### Recorded information
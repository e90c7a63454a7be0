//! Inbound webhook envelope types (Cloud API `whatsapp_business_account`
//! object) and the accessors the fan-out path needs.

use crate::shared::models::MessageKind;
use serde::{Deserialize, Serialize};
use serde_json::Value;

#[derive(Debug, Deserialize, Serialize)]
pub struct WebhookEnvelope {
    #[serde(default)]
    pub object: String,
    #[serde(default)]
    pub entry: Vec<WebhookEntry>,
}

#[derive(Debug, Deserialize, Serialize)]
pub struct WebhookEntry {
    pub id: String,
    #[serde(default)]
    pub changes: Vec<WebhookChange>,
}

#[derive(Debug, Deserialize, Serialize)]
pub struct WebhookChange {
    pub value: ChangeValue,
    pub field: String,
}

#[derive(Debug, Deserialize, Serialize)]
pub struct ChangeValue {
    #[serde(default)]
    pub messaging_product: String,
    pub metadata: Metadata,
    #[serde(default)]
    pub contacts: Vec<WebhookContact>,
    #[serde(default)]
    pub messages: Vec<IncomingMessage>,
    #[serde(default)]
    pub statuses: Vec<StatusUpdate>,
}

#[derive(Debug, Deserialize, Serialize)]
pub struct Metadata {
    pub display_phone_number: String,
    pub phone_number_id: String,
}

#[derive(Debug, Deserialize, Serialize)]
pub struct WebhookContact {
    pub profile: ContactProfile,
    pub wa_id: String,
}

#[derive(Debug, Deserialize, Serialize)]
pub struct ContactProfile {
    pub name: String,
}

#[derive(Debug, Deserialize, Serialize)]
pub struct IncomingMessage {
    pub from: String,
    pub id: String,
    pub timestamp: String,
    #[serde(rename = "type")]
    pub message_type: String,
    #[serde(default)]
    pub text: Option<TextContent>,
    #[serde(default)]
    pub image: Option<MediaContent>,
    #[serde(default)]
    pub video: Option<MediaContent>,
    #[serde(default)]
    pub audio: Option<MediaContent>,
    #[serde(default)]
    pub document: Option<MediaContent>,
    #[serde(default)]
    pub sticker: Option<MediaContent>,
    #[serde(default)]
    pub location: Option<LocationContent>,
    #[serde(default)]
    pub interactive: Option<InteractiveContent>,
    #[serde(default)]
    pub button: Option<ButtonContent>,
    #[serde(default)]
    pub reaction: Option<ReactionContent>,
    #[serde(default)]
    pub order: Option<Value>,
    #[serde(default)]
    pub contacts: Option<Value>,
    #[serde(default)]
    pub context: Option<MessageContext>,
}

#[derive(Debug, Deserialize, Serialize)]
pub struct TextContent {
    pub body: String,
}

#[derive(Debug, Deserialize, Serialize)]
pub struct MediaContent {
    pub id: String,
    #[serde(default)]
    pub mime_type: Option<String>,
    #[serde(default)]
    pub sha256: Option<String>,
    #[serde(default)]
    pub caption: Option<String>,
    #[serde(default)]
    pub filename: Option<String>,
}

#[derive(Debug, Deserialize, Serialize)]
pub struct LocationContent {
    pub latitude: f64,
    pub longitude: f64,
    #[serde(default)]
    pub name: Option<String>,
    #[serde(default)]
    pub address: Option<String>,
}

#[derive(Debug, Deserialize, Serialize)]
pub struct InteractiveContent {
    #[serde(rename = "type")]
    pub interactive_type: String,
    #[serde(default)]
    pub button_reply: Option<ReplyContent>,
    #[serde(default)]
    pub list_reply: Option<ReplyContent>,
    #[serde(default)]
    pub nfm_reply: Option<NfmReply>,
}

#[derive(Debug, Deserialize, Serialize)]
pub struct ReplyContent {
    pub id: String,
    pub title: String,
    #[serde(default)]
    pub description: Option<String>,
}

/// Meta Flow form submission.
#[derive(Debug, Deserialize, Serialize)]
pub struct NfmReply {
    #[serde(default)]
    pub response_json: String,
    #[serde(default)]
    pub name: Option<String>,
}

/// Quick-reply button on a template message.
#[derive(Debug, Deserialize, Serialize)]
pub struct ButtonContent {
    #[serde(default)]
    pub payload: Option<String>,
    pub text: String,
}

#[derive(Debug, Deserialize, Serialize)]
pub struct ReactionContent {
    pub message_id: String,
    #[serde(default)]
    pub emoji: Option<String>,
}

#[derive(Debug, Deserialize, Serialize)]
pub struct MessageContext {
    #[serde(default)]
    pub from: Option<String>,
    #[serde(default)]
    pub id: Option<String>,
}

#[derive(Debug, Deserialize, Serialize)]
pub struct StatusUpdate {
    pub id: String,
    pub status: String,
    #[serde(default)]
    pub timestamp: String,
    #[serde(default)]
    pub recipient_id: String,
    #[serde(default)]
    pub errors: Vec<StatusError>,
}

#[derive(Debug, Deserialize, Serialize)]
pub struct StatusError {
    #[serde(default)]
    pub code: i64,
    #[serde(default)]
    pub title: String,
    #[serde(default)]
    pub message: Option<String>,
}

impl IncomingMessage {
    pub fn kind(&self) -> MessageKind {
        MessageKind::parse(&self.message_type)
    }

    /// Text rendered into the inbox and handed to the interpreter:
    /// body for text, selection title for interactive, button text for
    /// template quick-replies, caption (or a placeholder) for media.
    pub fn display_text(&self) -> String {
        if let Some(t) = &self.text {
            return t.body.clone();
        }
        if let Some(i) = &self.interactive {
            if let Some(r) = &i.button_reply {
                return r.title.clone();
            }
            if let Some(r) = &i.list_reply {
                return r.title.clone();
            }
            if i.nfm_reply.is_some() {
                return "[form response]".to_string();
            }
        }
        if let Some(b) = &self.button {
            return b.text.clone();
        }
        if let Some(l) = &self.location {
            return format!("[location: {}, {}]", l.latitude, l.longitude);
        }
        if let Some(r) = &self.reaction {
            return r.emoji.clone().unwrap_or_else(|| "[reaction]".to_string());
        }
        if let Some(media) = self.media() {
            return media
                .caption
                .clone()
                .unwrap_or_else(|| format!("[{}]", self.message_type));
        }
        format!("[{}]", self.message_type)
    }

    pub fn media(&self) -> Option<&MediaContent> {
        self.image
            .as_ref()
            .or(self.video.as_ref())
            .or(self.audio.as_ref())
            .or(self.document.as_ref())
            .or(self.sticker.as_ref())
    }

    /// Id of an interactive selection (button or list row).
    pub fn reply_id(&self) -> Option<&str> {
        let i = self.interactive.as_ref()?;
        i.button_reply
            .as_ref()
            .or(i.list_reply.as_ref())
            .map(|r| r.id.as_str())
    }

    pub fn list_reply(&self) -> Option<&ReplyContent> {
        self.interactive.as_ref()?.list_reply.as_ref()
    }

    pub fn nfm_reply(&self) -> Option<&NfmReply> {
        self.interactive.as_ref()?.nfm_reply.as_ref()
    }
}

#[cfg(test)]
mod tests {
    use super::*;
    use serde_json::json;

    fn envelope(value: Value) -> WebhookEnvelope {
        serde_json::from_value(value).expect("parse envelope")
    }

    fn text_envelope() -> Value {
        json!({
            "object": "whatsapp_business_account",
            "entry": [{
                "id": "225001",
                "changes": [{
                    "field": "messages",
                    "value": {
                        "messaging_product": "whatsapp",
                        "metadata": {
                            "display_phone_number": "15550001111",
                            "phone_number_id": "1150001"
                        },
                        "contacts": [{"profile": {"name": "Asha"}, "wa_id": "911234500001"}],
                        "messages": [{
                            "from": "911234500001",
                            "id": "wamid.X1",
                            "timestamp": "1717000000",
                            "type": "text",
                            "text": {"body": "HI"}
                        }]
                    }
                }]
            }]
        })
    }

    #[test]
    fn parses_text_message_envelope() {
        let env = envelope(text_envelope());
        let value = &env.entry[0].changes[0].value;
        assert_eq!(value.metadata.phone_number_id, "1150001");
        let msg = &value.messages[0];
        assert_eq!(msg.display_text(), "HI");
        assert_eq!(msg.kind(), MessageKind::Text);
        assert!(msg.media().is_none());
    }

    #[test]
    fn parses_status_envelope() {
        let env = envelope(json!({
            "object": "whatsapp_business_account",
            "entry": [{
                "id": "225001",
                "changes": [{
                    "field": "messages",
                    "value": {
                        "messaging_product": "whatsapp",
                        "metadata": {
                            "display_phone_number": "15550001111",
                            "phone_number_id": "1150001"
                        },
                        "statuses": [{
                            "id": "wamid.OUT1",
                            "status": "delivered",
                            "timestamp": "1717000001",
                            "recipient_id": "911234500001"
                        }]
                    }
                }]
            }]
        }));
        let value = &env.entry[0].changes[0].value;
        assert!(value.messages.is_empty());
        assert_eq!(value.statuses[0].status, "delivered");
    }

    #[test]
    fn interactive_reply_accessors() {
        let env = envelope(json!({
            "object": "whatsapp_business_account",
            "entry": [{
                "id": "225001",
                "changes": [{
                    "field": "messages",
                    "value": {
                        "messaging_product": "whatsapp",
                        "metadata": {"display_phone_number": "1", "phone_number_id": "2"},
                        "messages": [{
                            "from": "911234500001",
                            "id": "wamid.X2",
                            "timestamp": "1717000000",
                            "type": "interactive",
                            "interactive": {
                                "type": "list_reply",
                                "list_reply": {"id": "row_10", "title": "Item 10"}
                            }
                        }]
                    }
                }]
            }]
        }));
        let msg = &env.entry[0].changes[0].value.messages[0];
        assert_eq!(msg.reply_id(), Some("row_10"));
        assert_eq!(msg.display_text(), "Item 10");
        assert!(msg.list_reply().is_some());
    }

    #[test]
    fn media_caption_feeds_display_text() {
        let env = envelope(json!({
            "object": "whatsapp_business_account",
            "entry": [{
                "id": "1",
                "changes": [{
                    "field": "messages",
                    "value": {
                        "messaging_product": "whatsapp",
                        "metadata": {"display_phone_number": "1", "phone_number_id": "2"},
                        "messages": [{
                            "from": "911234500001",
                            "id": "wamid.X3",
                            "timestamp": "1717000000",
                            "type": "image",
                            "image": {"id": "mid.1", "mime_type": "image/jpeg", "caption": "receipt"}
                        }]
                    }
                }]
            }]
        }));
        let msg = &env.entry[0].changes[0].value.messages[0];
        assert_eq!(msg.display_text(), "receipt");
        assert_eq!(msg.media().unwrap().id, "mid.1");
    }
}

--

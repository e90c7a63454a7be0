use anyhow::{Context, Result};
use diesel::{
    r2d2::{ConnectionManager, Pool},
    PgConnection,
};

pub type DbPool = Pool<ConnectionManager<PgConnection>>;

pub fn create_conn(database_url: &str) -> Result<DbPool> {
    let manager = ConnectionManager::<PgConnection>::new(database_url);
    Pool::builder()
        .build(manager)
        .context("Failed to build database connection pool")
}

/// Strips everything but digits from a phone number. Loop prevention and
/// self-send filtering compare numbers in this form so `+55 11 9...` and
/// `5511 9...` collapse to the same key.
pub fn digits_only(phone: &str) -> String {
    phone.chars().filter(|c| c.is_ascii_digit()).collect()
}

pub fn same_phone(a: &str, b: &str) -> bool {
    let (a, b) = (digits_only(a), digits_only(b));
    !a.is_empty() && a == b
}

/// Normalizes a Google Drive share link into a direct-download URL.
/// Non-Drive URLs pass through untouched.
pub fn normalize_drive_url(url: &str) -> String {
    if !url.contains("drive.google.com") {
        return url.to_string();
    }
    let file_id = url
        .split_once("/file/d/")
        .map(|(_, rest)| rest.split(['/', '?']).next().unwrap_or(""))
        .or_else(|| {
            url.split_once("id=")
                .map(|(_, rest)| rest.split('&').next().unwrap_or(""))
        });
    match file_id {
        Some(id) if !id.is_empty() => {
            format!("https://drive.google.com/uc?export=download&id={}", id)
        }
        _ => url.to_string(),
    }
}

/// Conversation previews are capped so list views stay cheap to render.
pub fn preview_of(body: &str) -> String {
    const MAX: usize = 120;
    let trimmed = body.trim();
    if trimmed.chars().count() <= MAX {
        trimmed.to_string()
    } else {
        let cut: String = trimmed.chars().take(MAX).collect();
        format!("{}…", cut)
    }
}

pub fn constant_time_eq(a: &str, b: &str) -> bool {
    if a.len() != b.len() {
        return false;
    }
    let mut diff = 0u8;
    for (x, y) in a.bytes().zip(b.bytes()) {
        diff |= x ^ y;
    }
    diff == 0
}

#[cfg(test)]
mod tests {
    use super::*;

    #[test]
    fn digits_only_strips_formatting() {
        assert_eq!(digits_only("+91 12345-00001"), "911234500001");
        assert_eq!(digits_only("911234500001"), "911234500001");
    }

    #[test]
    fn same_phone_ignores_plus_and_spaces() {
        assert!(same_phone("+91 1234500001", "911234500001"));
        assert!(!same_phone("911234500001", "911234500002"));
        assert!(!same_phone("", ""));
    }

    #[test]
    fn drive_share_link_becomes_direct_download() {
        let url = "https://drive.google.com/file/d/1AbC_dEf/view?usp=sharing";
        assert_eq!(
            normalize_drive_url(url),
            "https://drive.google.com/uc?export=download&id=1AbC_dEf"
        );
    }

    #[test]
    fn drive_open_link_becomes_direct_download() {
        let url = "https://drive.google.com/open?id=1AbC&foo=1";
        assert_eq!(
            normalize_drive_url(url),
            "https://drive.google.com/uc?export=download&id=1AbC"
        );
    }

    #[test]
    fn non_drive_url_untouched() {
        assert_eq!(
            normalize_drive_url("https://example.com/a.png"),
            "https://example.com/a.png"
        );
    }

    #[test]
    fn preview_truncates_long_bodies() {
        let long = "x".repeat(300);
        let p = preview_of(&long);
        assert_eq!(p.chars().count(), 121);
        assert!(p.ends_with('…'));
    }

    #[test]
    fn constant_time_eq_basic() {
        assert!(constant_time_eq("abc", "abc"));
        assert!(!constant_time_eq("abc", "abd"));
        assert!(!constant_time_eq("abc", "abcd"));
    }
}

* * *

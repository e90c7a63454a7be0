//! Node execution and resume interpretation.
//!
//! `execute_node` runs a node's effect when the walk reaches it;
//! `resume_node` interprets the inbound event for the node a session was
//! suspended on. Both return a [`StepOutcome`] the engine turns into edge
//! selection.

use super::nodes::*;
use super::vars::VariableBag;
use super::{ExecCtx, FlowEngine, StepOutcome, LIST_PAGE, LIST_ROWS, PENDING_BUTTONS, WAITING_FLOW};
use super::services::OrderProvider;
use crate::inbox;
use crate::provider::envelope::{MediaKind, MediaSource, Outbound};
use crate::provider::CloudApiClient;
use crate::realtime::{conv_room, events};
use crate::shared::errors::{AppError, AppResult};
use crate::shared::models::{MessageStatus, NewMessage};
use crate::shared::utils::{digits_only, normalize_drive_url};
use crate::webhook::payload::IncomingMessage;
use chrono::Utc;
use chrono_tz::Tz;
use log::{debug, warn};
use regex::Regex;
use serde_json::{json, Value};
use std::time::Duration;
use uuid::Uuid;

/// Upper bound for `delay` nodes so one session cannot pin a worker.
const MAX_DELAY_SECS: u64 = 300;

### Instructions for the task
From the records above, copy every line that holds the word "TextContent".

### Task answer
    pub text: Option<TextContent>,
pub struct TextContent {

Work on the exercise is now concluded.